RIYADH: Shares of ACWA Power fell by 1.65 percent, or SR1.2 ($0.32), during its second trading day on the Saudi stock market. 

Trading value reached SR2.15 billion, Al Arabiya reported, with volume reaching 29.39 million shares, making it the most active stock on the bourse at the time. 

ACWA Power, which debuted on Saudi Arabia’s stock market on Monday, expects to finalize in the first quarter of next year billions of dollars in financing for a green hydrogen joint venture at the planned futuristic city NEOM, ACWA’s CEO said.

The project, which will be equally owned by Air Products, ACWA Power and NEOM, will produce green ammonia for export to global markets, with the first shipment expected from NEOM’s port in the first quarter of 2026.

“We have not actually finalized the group of banks yet, but we are very advanced in structuring and work is being done internally,” CEO Paddy Padmanathan told Reuters in an interview, adding the project was “on track.”

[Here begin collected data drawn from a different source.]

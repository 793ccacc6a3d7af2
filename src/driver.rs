//! Conversion driver: orchestrates the render phase and hands output to a consumer (spec §4.7,
//! §5).
//!
//! Grounded on `noet-core::codec::compiler`'s `DocumentCompiler::parse_all` (phased orchestration
//! over a shared cache) and `noet-core::watch`'s cooperative-cancellation `AtomicBool` flag.

use std::{
    collections::BTreeMap,
    sync::{
        atomic::{AtomicBool, Ordering},
        Arc, Mutex,
    },
};

use tokio::task::JoinSet;

use crate::{
    diagnostics::{DiagnosticEngine, Problem},
    error::{CatalogError, Result},
    identifier::Identifier,
    topicgraph::{ContentLocation, NodeKind, TopicGraph},
};

/// A precomputed reference cache built once before the render phase (spec §4.7 step 2).
#[derive(Debug, Clone)]
pub struct RenderContext {
    pub default_language: String,
    /// Snapshot of the topic-graph structural hash at render time, used by the round-trip law
    /// (spec §8: "re-registering the same inputs yields an identical topic-graph hash").
    pub topic_graph_hash: u64,
}

/// One rendered page, handed to the consumer (spec §4.7 step 5, §6 `consume(renderNode)`).
#[derive(Debug, Clone)]
pub struct RenderNode {
    pub identifier: Identifier,
    pub title: String,
    pub kind: NodeKind,
}

/// A page-scoped link summary, gathered alongside its render node (spec §4.7 step 5, §6
/// `consume(linkableElementSummaries[])`).
#[derive(Debug, Clone)]
pub struct LinkSummary {
    pub identifier: Identifier,
    pub title: String,
    pub kind: NodeKind,
}

/// A page-scoped indexing record (spec §4.7 step 5, §6 `consume(indexingRecords[])`), fed to an
/// external search index rather than to the renderer.
#[derive(Debug, Clone)]
pub struct IndexingRecord {
    pub identifier: Identifier,
    pub title: String,
    pub kind: NodeKind,
}

/// One page's documentation-coverage entry, gathered only when coverage is enabled (spec §6
/// `consume(documentationCoverageInfo[])`, "coverage-gated").
///
/// This crate has no doc-chunk model wired into the topic graph yet, so `has_documentation` is a
/// proxy: a page backed by authored markup (`ContentLocation::File`) has documentation; a page
/// assembled purely from a symbol graph's declarations does not.
#[derive(Debug, Clone)]
pub struct CoverageEntry {
    pub identifier: Identifier,
    pub title: String,
    pub has_documentation: bool,
}

#[derive(Debug, Clone, Default)]
pub struct BenchmarkRecord {
    pub topic_graph_hash: u64,
    pub topic_anchor_hash: u64,
    pub external_topics_hash: u64,
    pub peak_memory_bytes: u64,
}

/// Final summary record emitted once per successful conversion (spec §4.7 step 6, §6
/// `consume(buildMetadata)`).
#[derive(Debug, Clone)]
pub struct BuildMetadata {
    pub schema_version: String,
    pub pages_rendered: usize,
    pub warnings: usize,
    pub errors: usize,
}

/// Sink for everything the driver produces (spec §6 "Output consumer interface"). Render nodes
/// arrive concurrently from many render tasks; everything else arrives from the single serial
/// emission phase.
pub trait OutputConsumer: Send + Sync {
    fn consume_problems(&self, problems: &[Problem]);
    fn consume_render_node(&self, node: RenderNode);
    /// Per-page link summaries gathered during the render phase, emitted once in identifier order
    /// (spec §4.7 step 6, §5 ordering guarantee).
    fn consume_link_summaries(&self, summaries: Vec<LinkSummary>);
    /// Per-page indexing records gathered during the render phase, emitted once in identifier
    /// order (spec §4.7 step 6, §5 ordering guarantee).
    fn consume_indexing_records(&self, records: Vec<IndexingRecord>);
    /// Per-page asset references, keyed by asset type (spec §6 `consume(assets{type →
    /// references[]})`). Always empty today: this crate has no asset-manager model (spec §1).
    fn consume_assets(&self, assets: BTreeMap<String, Vec<Identifier>>);
    fn consume_benchmarks(&self, benchmarks: BenchmarkRecord);
    /// Documentation-coverage entries, only called when coverage is enabled.
    fn consume_coverage(&self, _coverage: Vec<CoverageEntry>) {}
    fn consume_build_metadata(&self, metadata: BuildMetadata);
}

/// Orchestrates the phased pipeline described in spec §4.7.
pub struct ConversionDriver {
    cancelled: Arc<AtomicBool>,
}

impl Default for ConversionDriver {
    fn default() -> Self {
        ConversionDriver {
            cancelled: Arc::new(AtomicBool::new(false)),
        }
    }
}

impl ConversionDriver {
    pub fn new() -> Self {
        ConversionDriver::default()
    }

    /// A handle the caller can use to request cancellation from another thread (spec §5: "a
    /// boolean `registration-enabled` flag is polled ... between pages during conversion").
    pub fn cancellation_handle(&self) -> Arc<AtomicBool> {
        self.cancelled.clone()
    }

    fn is_cancelled(&self) -> bool {
        self.cancelled.load(Ordering::Relaxed)
    }

    /// Run the full phased pipeline (spec §4.7). Returns `Ok(())` whether or not conversion
    /// completed normally; cancellation and fatal-error early-return are not themselves errors —
    /// they are outcomes a caller inspects via the consumer calls it already received.
    pub async fn convert(
        &self,
        topic_graph: Arc<TopicGraph>,
        diagnostics: &DiagnosticEngine,
        consumer: Arc<dyn OutputConsumer>,
        default_language: &str,
        emit_digest: bool,
        coverage_enabled: bool,
    ) -> Result<()> {
        if diagnostics.has_fatal_errors() {
            consumer.consume_problems(diagnostics.problems());
            return Ok(());
        }

        let render_context = RenderContext {
            default_language: default_language.to_string(),
            topic_graph_hash: topic_graph.structural_hash(),
        };

        if self.is_cancelled() {
            return Err(CatalogError::RegistrationCancelled);
        }

        let rendered = self
            .render_phase(topic_graph.clone(), consumer.clone(), coverage_enabled)
            .await;

        if self.is_cancelled() {
            tracing::info!("conversion cancelled mid-render, skipping serial emission phase");
            return Ok(());
        }

        if emit_digest {
            consumer.consume_problems(diagnostics.problems());
        }

        let warnings = diagnostics
            .problems()
            .iter()
            .filter(|p| matches!(p.severity, crate::diagnostics::Severity::Warning))
            .count();
        let errors = diagnostics
            .problems()
            .iter()
            .filter(|p| matches!(p.severity, crate::diagnostics::Severity::Error))
            .count();

        consumer.consume_build_metadata(BuildMetadata {
            schema_version: "1".to_string(),
            pages_rendered: rendered,
            warnings,
            errors,
        });

        consumer.consume_benchmarks(BenchmarkRecord {
            topic_graph_hash: render_context.topic_graph_hash,
            topic_anchor_hash: anchor_hash(&topic_graph),
            external_topics_hash: 0,
            peak_memory_bytes: 0,
        });

        Ok(())
    }

    /// Concurrent render phase (spec §4.7 step 5, §5 "render conversion runs as a parallel
    /// for-each over all known pages"). Polls the cancellation flag between dispatching each task.
    ///
    /// Each render task also gathers its page's link summary, indexing record, and (if enabled)
    /// coverage entry, appending them to shared buffers behind a single-writer lock (spec §4.7
    /// step 5). Once every task has joined, the buffers are sorted by identifier (spec §5
    /// ordering guarantee) and handed to the consumer in the serial emission phase.
    async fn render_phase(
        &self,
        topic_graph: Arc<TopicGraph>,
        consumer: Arc<dyn OutputConsumer>,
        coverage_enabled: bool,
    ) -> usize {
        let mut tasks = JoinSet::new();
        let mut dispatched = 0;

        let link_summaries = Arc::new(Mutex::new(Vec::new()));
        let indexing_records = Arc::new(Mutex::new(Vec::new()));
        let coverage = Arc::new(Mutex::new(Vec::new()));

        for id in topic_graph.node_ids().collect::<Vec<_>>() {
            if self.is_cancelled() {
                break;
            }
            let Some(node) = topic_graph.node(id) else { continue };
            if node.is_virtual {
                continue;
            }
            let render_node = RenderNode {
                identifier: node.reference,
                title: node.title.clone(),
                kind: node.kind.clone(),
            };
            let link_summary = LinkSummary {
                identifier: node.reference,
                title: node.title.clone(),
                kind: node.kind.clone(),
            };
            let indexing_record = IndexingRecord {
                identifier: node.reference,
                title: node.title.clone(),
                kind: node.kind.clone(),
            };
            let coverage_entry = coverage_enabled.then(|| CoverageEntry {
                identifier: node.reference,
                title: node.title.clone(),
                has_documentation: matches!(node.content_location, ContentLocation::File(_)),
            });

            let consumer = consumer.clone();
            let link_summaries = link_summaries.clone();
            let indexing_records = indexing_records.clone();
            let coverage = coverage.clone();
            tasks.spawn(async move {
                consumer.consume_render_node(render_node);
                link_summaries
                    .lock()
                    .expect("link summary buffer poisoned")
                    .push(link_summary);
                indexing_records
                    .lock()
                    .expect("indexing record buffer poisoned")
                    .push(indexing_record);
                if let Some(entry) = coverage_entry {
                    coverage.lock().expect("coverage buffer poisoned").push(entry);
                }
            });
            dispatched += 1;
        }

        while tasks.join_next().await.is_some() {}

        let mut link_summaries = Arc::try_unwrap(link_summaries)
            .expect("all render tasks joined")
            .into_inner()
            .expect("link summary buffer not poisoned");
        link_summaries.sort_by_key(|s| s.identifier);
        consumer.consume_link_summaries(link_summaries);

        let mut indexing_records = Arc::try_unwrap(indexing_records)
            .expect("all render tasks joined")
            .into_inner()
            .expect("indexing record buffer not poisoned");
        indexing_records.sort_by_key(|r| r.identifier);
        consumer.consume_indexing_records(indexing_records);

        consumer.consume_assets(BTreeMap::new());

        if coverage_enabled {
            let mut coverage = Arc::try_unwrap(coverage)
                .expect("all render tasks joined")
                .into_inner()
                .expect("coverage buffer not poisoned");
            coverage.sort_by_key(|c| c.identifier);
            consumer.consume_coverage(coverage);
        }

        dispatched
    }
}

/// Placeholder anchor-hash computation (spec §4.7 step 7 "topic-anchor hash"): a hash of every
/// node's title, sorted by identifier, standing in for the renderer's actual per-page anchor
/// table which lives outside this core.
fn anchor_hash(topic_graph: &TopicGraph) -> u64 {
    use std::hash::{Hash, Hasher};
    let mut titles: BTreeMap<Identifier, String> = BTreeMap::new();
    for id in topic_graph.node_ids() {
        if let Some(node) = topic_graph.node(id) {
            titles.insert(id, node.title.clone());
        }
    }
    let mut hasher = std::collections::hash_map::DefaultHasher::new();
    titles.hash(&mut hasher);
    hasher.finish()
}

Roughly 20 percent of the $6.5 billion project will be funded with equity and the rest will be limited-recourse project finance, he said.

“We would very much like to make sure it’s sustainability-linked,” he added.

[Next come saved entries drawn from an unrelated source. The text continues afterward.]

pub mod config;
pub mod errors;
pub mod summary;
pub mod telemetry;

pub use summary::models::{Document, SummaryProgress, SummaryRequest, SummaryResult, SummaryStatus};
pub use summary::runner::{JobRunner, Submission};
pub use summary::store::{InMemoryStore, SummaryStore};
pub use summary::summarizer::Summarizer;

ACWA Power is planning projects this year with a total investment cost of around $16 billion, Padmanathan said.

Some projects planned last year were pushed into this year due to the COVID-19 pandemic, with ACWA projects in 2020 totaling about $3.5 billion — missing a $10 billion target as a result of the pandemic’s impact. ACWA Power, which operates in 13 countries, is bidding for renewable energy projects in Uzbekistan, Egypt, South Africa and Indonesia, as well as a large pipeline of projects in Saudi Arabia, the CEO said.

“We have got five projects that we have already bid for in Indonesia, where we know that we are the lowest-priced on them. We are waiting for the Indonesian government to move forward.”

Asked whether ACWA would maintain its Dubai “extended headquarters,” as it is referred to in the IPO’s prospectus, Padmanathan said Riyadh had always been its base.

“As we grew our international business, at that time, it made sense for us to also maintain that satellite office (in Dubai) for efficiency. In time to come, I can see that the Riyadh base will continue to grow much more significantly, simply because also the volume of activity,” he said.

“We have bought some land and we are looking at developing our own office space. We have been leasing.”